Far gentler on the tongue was a Laotian soup called kow piak sen ($9). Its simple, clear, chicken- and ginger-based broth, decorated only with cilantro, small pieces of white chicken and pork blood, threw the spotlight on the dish’s real star: slippery, thick rice noodles, made in-house. Spend the extra buck for the side of fried dough, a good way to sponge up the broth and/or relive State Fair memories, as it tastes just like funnel cake.
They’re so inexpensive and bountiful, you could make a couple meals out of the small plates, which include crispy tofu ($4), beef jerky with a garlic marinade ($6) and wontons stuffed with shrimp mousse and kaffir lime curd ($7). Particularly good is the Lao pork sausage ($7), a whole link cut into small chunks. Its flavor took a period of taste bud adjustment — what you see is regular sausage, what you taste is lemongrass, lime and garlic. Two bites in, we were hooked.
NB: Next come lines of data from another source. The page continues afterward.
impl CheckpointStore {
    pub fn new(store: Arc<dyn ObjectStore>, key: impl Into<String>) -> Self {
        Self {
            store,
            key: key.into(),
        }
    }

    pub async fn load(&self) -> anyhow::Result<CheckpointState> {
        match self.store.get(&self.key).await {
            Ok(bytes) => serde_json::from_slice(&bytes)
                .with_context(|| format!("parsing checkpoint {}", self.key)),
            Err(StoreError::NotFound { .. }) => Ok(CheckpointState::default()),
            Err(err) => Err(err).with_context(|| format!("loading checkpoint {}", self.key)),
        }
    }

    pub async fn save(&self, state: CheckpointState) -> anyhow::Result<()> {
        let bytes = serde_json::to_vec(&state).context("serializing checkpoint")?;
        self.store
            .put(&self.key, &bytes)
            .await
            .with_context(|| format!("saving checkpoint {}", self.key))
    }

    pub async fn reset(&self) -> anyhow::Result<()> {
        self.save(CheckpointState::default()).await
    }
}

/// Append-semantics partition writer over a store that only has Get/Put:
/// read the whole partition, keep every existing line verbatim, add one row,
/// write the whole partition back.
pub struct PartitionWriter {
    store: Arc<dyn ObjectStore>,
}

impl PartitionWriter {
    pub fn new(store: Arc<dyn ObjectStore>) -> Self {
        Self { store }
    }

    /// Returns the partition's data-row count after the append.
    pub async fn append_row(
        &self,
        key: &str,
        row: &str,
        header_if_absent: &str,
    ) -> anyhow::Result<usize> {
        let mut content = match self.store.get(key).await {
            Ok(bytes) => String::from_utf8(bytes)
                .with_context(|| format!("partition {key} is not utf-8"))?,
            Err(StoreError::NotFound { .. }) => format!("{header_if_absent}\n"),
            Err(err) => return Err(err).with_context(|| format!("reading partition {key}")),
        };
        if !content.ends_with('\n') {
            content.push('\n');
        }
        content.push_str(row);
        content.push('\n');
        self.store
            .put(key, content.as_bytes())
            .await
            .with_context(|| format!("writing partition {key}"))?;
        Ok(content.lines().count().saturating_sub(1))
    }
}

#[derive(Debug, Clone, Copy, PartialEq, Eq)]
pub enum RetryDisposition {
    Retryable,
    NonRetryable,
}

pub fn classify_status(status: StatusCode) -> RetryDisposition {
    if status.is_server_error() || status == StatusCode::TOO_MANY_REQUESTS {
        RetryDisposition::Retryable
    } else {
        RetryDisposition::NonRetryable
    }
}

pub fn classify_reqwest_error(err: &reqwest::Error) -> RetryDisposition {
    if err.is_timeout() || err.is_connect() || err.is_request() {
        RetryDisposition::Retryable
    } else {
        RetryDisposition::NonRetryable
    }
}

#[derive(Debug, Clone, Copy)]
pub struct BackoffPolicy {
    pub max_retries: usize,
    pub base_delay: Duration,
    pub max_delay: Duration,
}

impl Default for BackoffPolicy {
    fn default() -> Self {
        Self {
            max_retries: 3,
            base_delay: Duration::from_millis(250),
            max_delay: Duration::from_secs(5),
        }
    }
}

impl BackoffPolicy {
    pub fn delay_for_attempt(&self, attempt_index: usize) -> Duration {
        let factor = 1u32.checked_shl(attempt_index as u32).unwrap_or(u32::MAX);
        let delay = self.base_delay.saturating_mul(factor);
        delay.min(self.max_delay)
    }
}

/// Short connect timeout, longer read timeout: listing pages answer fast,
/// the per-player performance pages do not.
#[derive(Debug, Clone)]
pub struct HttpClientConfig {
    pub connect_timeout: Duration,
    pub read_timeout: Duration,
    pub user_agent: Option<String>,
    pub backoff: BackoffPolicy,
}

impl Default for HttpClientConfig {
    fn default() -> Self {
        Self {
            connect_timeout: Duration::from_secs(5),
            read_timeout: Duration::from_secs(30),
            user_agent: None,
            backoff: BackoffPolicy::default(),
        }
    }
}

#[derive(Debug, Error)]
pub enum FetchError {
    #[error("request failed after retries: {0}")]
    Request(#[from] reqwest::Error),
    #[error("http status {status} for {url}")]
    HttpStatus { status: u16, url: String },
}

/// GET client with retry on transient failures. Each call blocks until the
/// response body is in memory; the pipeline never overlaps two fetches.
#[derive(Debug)]
pub struct HttpFetcher {
    client: reqwest::Client,
    backoff: BackoffPolicy,
}

impl HttpFetcher {
    pub fn new(config: HttpClientConfig) -> anyhow::Result<Self> {
        let mut builder = reqwest::Client::builder()
            .gzip(true)
            .brotli(true)
            .connect_timeout(config.connect_timeout)
            .timeout(config.read_timeout);

        if let Some(user_agent) = &config.user_agent {
            builder = builder.user_agent(user_agent.clone());
        }

        let client = builder.build().context("building reqwest client")?;
        Ok(Self {
            client,
            backoff: config.backoff,
        })
    }

    pub async fn fetch_text(&self, url: &str) -> Result<String, FetchError> {
        let span = info_span!("http_fetch", url);
        self.fetch_text_inner(url).instrument(span).await
    }

    async fn fetch_text_inner(&self, url: &str) -> Result<String, FetchError> {
        let mut last_request_error: Option<reqwest::Error> = None;

        for attempt in 0..=self.backoff.max_retries {
            match self.client.get(url).send().await {
                Ok(resp) => {
                    let status = resp.status();
                    let final_url = resp.url().to_string();

                    if status.is_success() {
                        return Ok(resp.text().await?);
                    }

                    if classify_status(status) == RetryDisposition::Retryable
                        && attempt < self.backoff.max_retries
                    {
                        tokio::time::sleep(self.backoff.delay_for_attempt(attempt)).await;
                        continue;
                    }

                    return Err(FetchError::HttpStatus {
                        status: status.as_u16(),
                        url: final_url,
                    });
                }
                Err(err) => {
                    if classify_reqwest_error(&err) == RetryDisposition::Retryable
                        && attempt < self.backoff.max_retries
                    {
                        last_request_error = Some(err);
                        tokio::time::sleep(self.backoff.delay_for_attempt(attempt)).await;
                        continue;
                    }
                    return Err(FetchError::Request(err));
                }
            }
        }

        Err(FetchError::Request(
            last_request_error.expect("retry loop should capture a request error"),
        ))
    }
}

#[cfg(test)]
mod tests {
    use super::*;
    use tempfile::tempdir;
    use tl_core::PARTITION_HEADER;

    fn store(dir: &tempfile::TempDir) -> Arc<dyn ObjectStore> {
        Arc::new(FsObjectStore::new(dir.path()))
    }

    #[tokio::test]
    async fn put_get_round_trip_and_not_found() {
        let dir = tempdir().expect("tempdir");
        let store = store(&dir);

        store
            .put("crawl/raw/team_0000_Test.csv", b"hello")
            .await
            .expect("put");
        let bytes = store.get("crawl/raw/team_0000_Test.csv").await.expect("get");
        assert_eq!(bytes, b"hello");

        let missing = store.get("crawl/raw/absent.csv").await;
        assert!(matches!(missing, Err(StoreError::NotFound { .. })));
    }

    #[tokio::test]
    async fn put_overwrites_wholesale() {
        let dir = tempdir().expect("tempdir");
        let store = store(&dir);

        store.put("k", b"first").await.expect("put");
        store.put("k", b"second, longer content").await.expect("put");
        assert_eq!(store.get("k").await.expect("get"), b"second, longer content");
    }

    #[tokio::test]
    async fn list_is_lexicographic_and_prefix_scoped() {
        let dir = tempdir().expect("tempdir");
        let store = store(&dir);

        store.put("crawl/raw/team_0001_B.csv", b"b").await.expect("put");
        store.put("crawl/raw/team_0000_A.csv", b"a").await.expect("put");
        store.put("crawl/archive/team_0002_C.csv", b"c").await.expect("put");

        let keys = store.list("crawl/raw/").await.expect("list");
        assert_eq!(
            keys,
            vec!["crawl/raw/team_0000_A.csv", "crawl/raw/team_0001_B.csv"]
        );
    }

    #[tokio::test]
    async fn copy_then_delete_moves_an_object() {
        let dir = tempdir().expect("tempdir");
        let store = store(&dir);

        store.put("crawl/raw/p.csv", b"rows").await.expect("put");
        store
            .copy("crawl/raw/p.csv", "crawl/archive/p.csv")
            .await
            .expect("copy");
        store.delete("crawl/raw/p.csv").await.expect("delete");

        assert!(matches!(
            store.get("crawl/raw/p.csv").await,
            Err(StoreError::NotFound { .. })
        ));
        assert_eq!(store.get("crawl/archive/p.csv").await.expect("get"), b"rows");
    }

    #[tokio::test]
    async fn checkpoint_defaults_when_absent_and_round_trips() {
        let dir = tempdir().expect("tempdir");
        let checkpoint = CheckpointStore::new(store(&dir), "crawl/progress.json");

        assert_eq!(
            checkpoint.load().await.expect("load"),
            CheckpointState::default()
        );

        checkpoint
            .save(CheckpointState::new(2, 3))
            .await
            .expect("save");
        assert_eq!(
            checkpoint.load().await.expect("load"),
            CheckpointState::new(2, 3)
        );

        checkpoint.reset().await.expect("reset");
        assert_eq!(
            checkpoint.load().await.expect("load"),
            CheckpointState::default()
        );
    }

    #[tokio::test]
    async fn checkpoint_wire_format_matches_the_stored_progress_object() {
        let dir = tempdir().expect("tempdir");
        let store = store(&dir);
        let checkpoint = CheckpointStore::new(store.clone(), "crawl/progress.json");

        checkpoint
            .save(CheckpointState::new(4, 11))
            .await
            .expect("save");
        let raw = store.get("crawl/progress.json").await.expect("get");
        let value: serde_json::Value = serde_json::from_slice(&raw).expect("json");
        assert_eq!(value["team_idx"], 4);
        assert_eq!(value["player_idx"], 11);
    }

    #[tokio::test]
    async fn partition_append_creates_header_then_grows_by_one() {
        let dir = tempdir().expect("tempdir");
        let store = store(&dir);
        let writer = PartitionWriter::new(store.clone());

        let rows = writer
            .append_row("crawl/raw/team_0000_T.csv", "0,A,21,5,1,0,0,3,1,0,4", PARTITION_HEADER)
            .await
            .expect("append");
        assert_eq!(rows, 1);

        let rows = writer
            .append_row("crawl/raw/team_0000_T.csv", "1,B,27,12,3,0,0,9,4,2,4", PARTITION_HEADER)
            .await
            .expect("append");
        assert_eq!(rows, 2);

        let content =
            String::from_utf8(store.get("crawl/raw/team_0000_T.csv").await.expect("get"))
                .expect("utf8");
        let lines: Vec<&str> = content.lines().collect();
        assert_eq!(lines[0], PARTITION_HEADER);
        assert_eq!(lines[1], "0,A,21,5,1,0,0,3,1,0,4");
        assert_eq!(lines[2], "1,B,27,12,3,0,0,9,4,2,4");
    }

    #[test]
    fn backoff_logic_is_exponential_and_capped() {
        let policy = BackoffPolicy {
            max_retries: 5,
            base_delay: Duration::from_millis(100),
            max_delay: Duration::from_millis(350),
        };

        assert_eq!(policy.delay_for_attempt(0), Duration::from_millis(100));
        assert_eq!(policy.delay_for_attempt(1), Duration::from_millis(200));
        assert_eq!(policy.delay_for_attempt(2), Duration::from_millis(350));
        assert_eq!(policy.delay_for_attempt(5), Duration::from_millis(350));
    }
}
For dessert, set aside the 10 minutes it’ll take for the innocuously named honey toast ($7), which, in actuality, is quite bombastic, made up of thick, spongy brioche bread topped with honey, Oreo cookie crumbs, strawberry compote and vanilla ice cream. It’s the one thing on the menu that shows absolutely no restraint. Try as we might, three of us couldn’t finish it.
Located in a commercial strip mall, the restaurant sports a suburban facade that masks a warm, attractive atmosphere. Inside, it was all class, with tablecloths, dim lighting and attentive, top-notch service.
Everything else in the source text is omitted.